As for the unlicensed freedom too often exercised in relegating disorders to this category, Rush would appear to have out-heroded Herod, pace the following rhetorical reflections, for they could scarcely rank as clinical observations. “The great toe and the joints of the hands and feet are no more its exclusive seats,” said Rush, “than the stomach is the throne of yellow fever. In short, gout may be compared to a monarch whose empire is unlimited. The whole body crouches before it.... The gout affects the glands and lymphatics. It produced a salivation of a profuse nature in Major Pearce Buller, which continued for two days. It produced a bubo in the groin in a citizen of Philadelphia. He had never been infected with the venereal disease. Of course no suspicion was entertained by me of its being derived from that cause.... Scrofula and all the forms of dropsy are the effects in many cases of a disposition of the gout to attack the lymphatic system.... A distressing collection of air in the rectum, which renders frequent retirement from company necessary to discharge it, is likewise a symptom of gout.”

It is difficult to conceive that any such pronouncement could have emanated from a physician of Rush’s standing and repute, a contemporary, be it noted, of Heberden, to whose masterly commentaries on the history and cure of gout all posterity is indebted. Nevertheless as recently as 1854 Sir Spencer Wells claimed that “any attempt to describe the nervous diseases of females caused by gout would lead to an enumeration of almost all forms of their diseases, especially those usually considered as hysteric. The intestinal derangements with tympanitis, neuralgia, or colic, the hysteric pain in the right epigastrium, the cardialgia and gastrodynia, the hysteric vomiting and epigastric spasms, the morbid sensibility of the pharynx and fauces, hysterical palpitation, asthma or bronchitis, loss or alteration of the voice, some forms of hysteric paraplegia or hemiplegia more or less complete, chorea or tetanus, some of the curious paroxysmal affections observed in hysteria, and all the varieties of neuralgia and simulated inflammation, commonly called hysteric, frequently arise from the presence in the blood of the impurities which are the true characteristics of gout.”[43]

Truly, in light of this heavy indictment, one scarcely wonders that Rush classed the domain of gout as limitless. But one must recollect that, nosologically speaking, our forefathers were sadly hampered. Anomalous symptoms and disorders had to be referred to one or other of the available titles of disease, and what term more elastic than the timeworn “gout,” so easy to saddle with vicarious responsibilities?

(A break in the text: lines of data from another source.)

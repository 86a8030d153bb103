use std::ffi::OsString;
use std::fs::{self, File};
use std::io::Read;

use anyhow::Context;
use clap::{Parser, Subcommand};
use console::Term;
use tracing::{event, Level};

use crate::cartridge::{
    compute_global_checksum, compute_header_checksum, CartridgeHeader, HEADER_OFFSET,
};
use crate::opcodes::{OpcodeTable, Section};

mod cartridge;
mod opcodes;

#[derive(Parser, Debug)]
struct Args {
    #[command(subcommand)]
    command: Command,

    /// Log debug details.
    #[arg(long, global = true)]
    verbose: bool,
}

#[derive(Subcommand, Debug)]
enum Command {
    /// Decode the cartridge header of a ROM image.
    Header {
        rom_file: OsString,
        /// Header offset in the image, hex (default 0x100).
        #[arg(long)]
        offset: Option<String>,
    },
    /// Look up an instruction in an opcode table document.
    Opcode {
        section: Option<String>,
        key: Option<String>,
        #[arg(long, default_value = "Opcodes.json")]
        table: OsString,
    },
}

fn main() -> anyhow::Result<()> {
    let args = Args::parse();

    let level = if args.verbose { Level::DEBUG } else { Level::INFO };
    tracing_subscriber::fmt().with_max_level(level).init();

    match args.command {
        Command::Header { rom_file, offset } => print_header(&rom_file, offset),
        Command::Opcode {
            section,
            key,
            table,
        } => print_opcode(&table, section, key),
    }
}

fn print_header(rom_file: &OsString, offset: Option<String>) -> anyhow::Result<()> {
    // read rom file
    let mut rom = File::open(rom_file).with_context(|| format!("cannot open {:?}", rom_file))?;
    let mut data = vec![];
    rom.read_to_end(&mut data)
        .with_context(|| format!("cannot read {:?}", rom_file))?;

    event!(Level::DEBUG, "read {} bytes", data.len());

    let offset = match offset {
        Some(offset) => usize::from_str_radix(offset.trim_start_matches("0x"), 16)
            .context("offset must be a hex number")?,
        None => HEADER_OFFSET,
    };

    let header = CartridgeHeader::decode_at(&data, offset)?;

    println!("Cartridge Metadata:");
    println!("{}", header);

    let computed = compute_header_checksum(&data, offset)?;
    if computed != header.header_checksum {
        event!(
            Level::WARN,
            "header checksum mismatch: computed {:#04X}, stored {:#04X}",
            computed,
            header.header_checksum
        );
    }

    let computed = compute_global_checksum(&data, offset)?;
    if computed != header.global_checksum {
        event!(
            Level::WARN,
            "global checksum mismatch: computed {:#06X}, stored {:#06X}",
            computed,
            header.global_checksum
        );
    }

    Ok(())
}

fn print_opcode(
    table_file: &OsString,
    section: Option<String>,
    key: Option<String>,
) -> anyhow::Result<()> {
    let text = fs::read_to_string(table_file)
        .with_context(|| format!("cannot read {:?}", table_file))?;
    let table = OpcodeTable::from_json(&text)?;

    event!(
        Level::DEBUG,
        "loaded {} unprefixed and {} cbprefixed opcodes",
        table.len(Section::Unprefixed),
        table.len(Section::CbPrefixed)
    );

    let term = Term::stdout();

    let section = match section {
        Some(section) => section,
        None => prompt(&term, "Enter 'unprefixed' or 'cbprefixed': ")?,
    };
    let section = section.parse::<Section>()?;

    let key = match key {
        Some(key) => key,
        None => prompt(&term, &format!("Enter the opcode within '{}': ", section))?,
    };

    let instruction = table.lookup(section, &key)?;

    println!("{}", instruction);

    Ok(())
}

fn prompt(term: &Term, text: &str) -> anyhow::Result<String> {
    term.write_str(text)?;

    Ok(term.read_line()?)
}
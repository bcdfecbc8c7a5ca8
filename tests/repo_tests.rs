#![cfg(feature = "inmem-store")]

use agora::models::{NewBusiness, NewCategory, NewPost, NewReview, NewTopic, ModerationAction, ReviewStatus};
use agora::repo::inmem::InMemRepo;
use agora::repo::{CategoryRepo, DirectoryRepo, PostRepo, RepoError, TopicRepo};
use serial_test::serial;

/// Fresh, isolated repository per test run.
fn repo() -> InMemRepo {
    std::env::set_var("AGORA_DATA_DIR", tempfile::tempdir().unwrap().into_path());
    InMemRepo::new()
}

fn new_topic(category_id: i64, user_id: i64) -> NewTopic {
    NewTopic {
        category_id,
        user_id,
        title: "Best pizza downtown".into(),
        content: "Looking for recommendations".into(),
    }
}

#[tokio::test]
#[serial]
async fn category_create_and_name_conflict() {
    let r = repo();
    assert!(r.list_categories(false).await.unwrap().is_empty());

    let c = r.create_category(NewCategory { name: "Local Eats".into() }).await.unwrap();
    assert_eq!(c.slug, "local-eats");
    assert_eq!(c.topic_count, 0);

    let err = r.create_category(NewCategory { name: "local eats".into() }).await.unwrap_err();
    assert!(matches!(err, RepoError::Conflict));
}

#[tokio::test]
#[serial]
async fn topic_create_sets_aggregates() {
    let r = repo();
    let c = r.create_category(NewCategory { name: "General".into() }).await.unwrap();

    let created = r.create_topic(new_topic(c.id, 7)).await.unwrap();
    assert_eq!(created.topic.post_count, 1);
    assert_eq!(created.topic.first_post_id, Some(created.first_post.id));
    assert_eq!(created.topic.last_post_id, Some(created.first_post.id));
    assert_eq!(created.first_post.topic_id, created.topic.id);

    let c = r.get_category(c.id).await.unwrap();
    assert_eq!(c.topic_count, 1);
    assert_eq!(c.post_count, 1);
}

#[tokio::test]
#[serial]
async fn topic_create_in_missing_category_fails() {
    let r = repo();
    let err = r.create_topic(new_topic(999, 7)).await.unwrap_err();
    assert!(matches!(err, RepoError::NotFound));
}

#[tokio::test]
#[serial]
async fn topic_slugs_stay_unique() {
    let r = repo();
    let c = r.create_category(NewCategory { name: "General".into() }).await.unwrap();
    let a = r.create_topic(new_topic(c.id, 1)).await.unwrap();
    let b = r.create_topic(new_topic(c.id, 2)).await.unwrap();
    assert_ne!(a.topic.slug, b.topic.slug);
    assert!(b.topic.slug.starts_with("best-pizza-downtown"));
}

#[tokio::test]
#[serial]
async fn deleting_first_post_cascades_to_topic() {
    let r = repo();
    let c = r.create_category(NewCategory { name: "General".into() }).await.unwrap();
    let created = r.create_topic(new_topic(c.id, 7)).await.unwrap();
    let first = created.first_post.id;
    r.create_post(NewPost { topic_id: created.topic.id, user_id: 8, content: "reply".into() })
        .await
        .unwrap();

    let outcome = r.soft_delete_post(first, 7).await.unwrap();
    assert!(outcome.is_first_post);
    assert!(outcome.topic_deleted);

    let topic = r.get_topic(created.topic.id).await.unwrap();
    assert!(topic.deleted_at.is_some());
    assert_eq!(topic.deleted_by_user_id, Some(7));

    // The topic took its posts with it out of the category aggregates.
    let c = r.get_category(c.id).await.unwrap();
    assert_eq!(c.topic_count, 0);
    assert_eq!(c.post_count, 0);
}

#[tokio::test]
#[serial]
async fn deleting_reply_recounts_topic() {
    let r = repo();
    let c = r.create_category(NewCategory { name: "General".into() }).await.unwrap();
    let created = r.create_topic(new_topic(c.id, 7)).await.unwrap();
    let topic_id = created.topic.id;
    let p2 = r
        .create_post(NewPost { topic_id, user_id: 8, content: "second".into() })
        .await
        .unwrap();
    let p3 = r
        .create_post(NewPost { topic_id, user_id: 9, content: "third".into() })
        .await
        .unwrap();

    let outcome = r.soft_delete_post(p2.id, 8).await.unwrap();
    assert!(!outcome.is_first_post);
    assert!(!outcome.topic_deleted);
    assert_eq!(outcome.topic_post_count, 2);
    assert_eq!(outcome.topic_last_post_id, Some(p3.id));

    let topic = r.get_topic(topic_id).await.unwrap();
    assert!(topic.deleted_at.is_none());
    assert_eq!(topic.post_count, 2);
    assert_eq!(topic.last_post_id, Some(p3.id));
    assert_eq!(r.list_posts(topic_id, false).await.unwrap().len(), 2);

    let c = r.get_category(c.id).await.unwrap();
    assert_eq!(c.post_count, 2);
}

#[tokio::test]
#[serial]
async fn deleting_newest_reply_rolls_last_post_back() {
    let r = repo();
    let c = r.create_category(NewCategory { name: "General".into() }).await.unwrap();
    let created = r.create_topic(new_topic(c.id, 7)).await.unwrap();
    let topic_id = created.topic.id;
    let p2 = r
        .create_post(NewPost { topic_id, user_id: 8, content: "second".into() })
        .await
        .unwrap();

    r.soft_delete_post(p2.id, 8).await.unwrap();
    let topic = r.get_topic(topic_id).await.unwrap();
    assert_eq!(topic.last_post_id, created.topic.first_post_id);
}

#[tokio::test]
#[serial]
async fn second_delete_is_not_found_and_mutates_nothing() {
    let r = repo();
    let c = r.create_category(NewCategory { name: "General".into() }).await.unwrap();
    let created = r.create_topic(new_topic(c.id, 7)).await.unwrap();
    let p2 = r
        .create_post(NewPost { topic_id: created.topic.id, user_id: 8, content: "second".into() })
        .await
        .unwrap();

    r.soft_delete_post(p2.id, 8).await.unwrap();
    let before = r.get_topic(created.topic.id).await.unwrap();
    let err = r.soft_delete_post(p2.id, 8).await.unwrap_err();
    assert!(matches!(err, RepoError::NotFound));
    let after = r.get_topic(created.topic.id).await.unwrap();
    assert_eq!(before.post_count, after.post_count);
    assert_eq!(before.last_post_id, after.last_post_id);
}

#[tokio::test]
#[serial]
async fn toggle_lock_roundtrip() {
    let r = repo();
    let c = r.create_category(NewCategory { name: "General".into() }).await.unwrap();
    let created = r.create_topic(new_topic(c.id, 7)).await.unwrap();
    let id = created.topic.id;

    let locked = r.toggle_topic_lock(id, 42).await.unwrap();
    assert!(locked.is_locked);
    assert!(locked.locked_at.is_some());
    assert_eq!(locked.locked_by_user_id, Some(42));

    let unlocked = r.toggle_topic_lock(id, 42).await.unwrap();
    assert!(!unlocked.is_locked);
    assert!(unlocked.locked_at.is_none());
    assert!(unlocked.locked_by_user_id.is_none());
}

#[tokio::test]
#[serial]
async fn toggle_lock_on_deleted_topic_is_not_found() {
    let r = repo();
    let c = r.create_category(NewCategory { name: "General".into() }).await.unwrap();
    let created = r.create_topic(new_topic(c.id, 7)).await.unwrap();
    r.soft_delete_topic(created.topic.id, 7).await.unwrap();
    let err = r.toggle_topic_lock(created.topic.id, 42).await.unwrap_err();
    assert!(matches!(err, RepoError::NotFound));
}

#[tokio::test]
#[serial]
async fn deleted_topics_leave_listings() {
    let r = repo();
    let c = r.create_category(NewCategory { name: "General".into() }).await.unwrap();
    let created = r.create_topic(new_topic(c.id, 7)).await.unwrap();

    r.soft_delete_topic(created.topic.id, 7).await.unwrap();
    let (visible, total) = r.list_topics(c.id, false, 1, 20).await.unwrap();
    assert!(visible.is_empty());
    assert_eq!(total, 0);

    let (all, total) = r.list_topics(c.id, true, 1, 20).await.unwrap();
    assert_eq!(all.len(), 1);
    assert_eq!(total, 1);
    assert!(all[0].deleted_at.is_some());

    // Second delete of the same topic is a 404-shaped no-op.
    let err = r.soft_delete_topic(created.topic.id, 7).await.unwrap_err();
    assert!(matches!(err, RepoError::NotFound));
    let c = r.get_category(c.id).await.unwrap();
    assert_eq!(c.topic_count, 0);
}

#[tokio::test]
#[serial]
async fn update_post_content_stamps_updated_at() {
    let r = repo();
    let c = r.create_category(NewCategory { name: "General".into() }).await.unwrap();
    let created = r.create_topic(new_topic(c.id, 7)).await.unwrap();
    let post = r
        .update_post_content(created.first_post.id, "edited".into())
        .await
        .unwrap();
    assert_eq!(post.content, "edited");
    assert!(post.updated_at.is_some());
}

#[tokio::test]
#[serial]
async fn review_moderation_flow() {
    let r = repo();
    let b = r.create_business(NewBusiness { name: "Corner Bakery".into() }).await.unwrap();
    let review = r
        .create_review(NewReview {
            business_id: b.id,
            user_id: 5,
            rating: 4,
            title: "Great bread".into(),
            comment: "Sourdough worth the queue".into(),
        })
        .await
        .unwrap();
    assert_eq!(review.status, ReviewStatus::Pending);

    // one live review per user and business
    let err = r
        .create_review(NewReview {
            business_id: b.id,
            user_id: 5,
            rating: 2,
            title: "Changed my mind".into(),
            comment: "Second thoughts".into(),
        })
        .await
        .unwrap_err();
    assert!(matches!(err, RepoError::Conflict));

    let approved = r.moderate_review(review.id, ModerationAction::Approve, 99).await.unwrap();
    assert_eq!(approved.status, ReviewStatus::Approved);
    assert_eq!(approved.moderated_by_user_id, Some(99));

    let b = r.get_business(b.id).await.unwrap();
    assert_eq!(b.review_count, 1);
    assert_eq!(b.rating_sum, 4);

    // approved reviews never transition again
    let err = r.moderate_review(review.id, ModerationAction::Reject, 99).await.unwrap_err();
    assert!(matches!(err, RepoError::InvalidState(_)));
}

#[tokio::test]
#[serial]
async fn rejected_review_can_be_resubmitted() {
    let r = repo();
    let b = r.create_business(NewBusiness { name: "Corner Bakery".into() }).await.unwrap();
    let review = r
        .create_review(NewReview {
            business_id: b.id,
            user_id: 5,
            rating: 1,
            title: "Spam".into(),
            comment: "buy followers".into(),
        })
        .await
        .unwrap();
    r.moderate_review(review.id, ModerationAction::Reject, 99).await.unwrap();

    // rejection keeps the aggregates untouched
    let b2 = r.get_business(b.id).await.unwrap();
    assert_eq!(b2.review_count, 0);
    assert_eq!(b2.rating_sum, 0);

    assert!(r
        .create_review(NewReview {
            business_id: b.id,
            user_id: 5,
            rating: 5,
            title: "Real review".into(),
            comment: "Actually pretty good".into(),
        })
        .await
        .is_ok());
}

#[tokio::test]
#[serial]
async fn review_listing_filters_by_status_and_paginates() {
    let r = repo();
    let b = r.create_business(NewBusiness { name: "Corner Bakery".into() }).await.unwrap();
    for user_id in 1..=5 {
        let review = r
            .create_review(NewReview {
                business_id: b.id,
                user_id,
                rating: 5,
                title: format!("review {user_id}"),
                comment: "good enough to repeat".into(),
            })
            .await
            .unwrap();
        r.moderate_review(review.id, ModerationAction::Approve, 99).await.unwrap();
    }
    let (page1, total) = r.list_reviews(b.id, ReviewStatus::Approved, 1, 2).await.unwrap();
    assert_eq!(total, 5);
    assert_eq!(page1.len(), 2);
    let (page3, _) = r.list_reviews(b.id, ReviewStatus::Approved, 3, 2).await.unwrap();
    assert_eq!(page3.len(), 1);
    let (pending, total) = r.list_reviews(b.id, ReviewStatus::Pending, 1, 20).await.unwrap();
    assert!(pending.is_empty());
    assert_eq!(total, 0);
}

But pari passu with advancing knowledge of the pathology of the nervous system and the rise of hysteria to the status of a clinical entity gout was shorn of the excrescences heaped on it by Laycock, Wells, and others.

But nevertheless the emancipation of gout from nervous and other alien disorders was slow of achievement, and largely, I think, through the wide acceptation of Murchison’s theory of a pathological state allied to gout and termed by him “lithæmia,” or the “uric acid diathesis.”

According to this authority, the deposit of lithates in the urine is a “manifestation of a morbid condition of the blood and of the entire system,” the outcome of a functional derangement of the liver. Such hepatic disturbance might endure for years without manifesting any other symptom than a frequent deposition of urates and occasionally uric acid in the urine. But, added Murchison, the same if neglected “may ultimately be the means of developing gout.”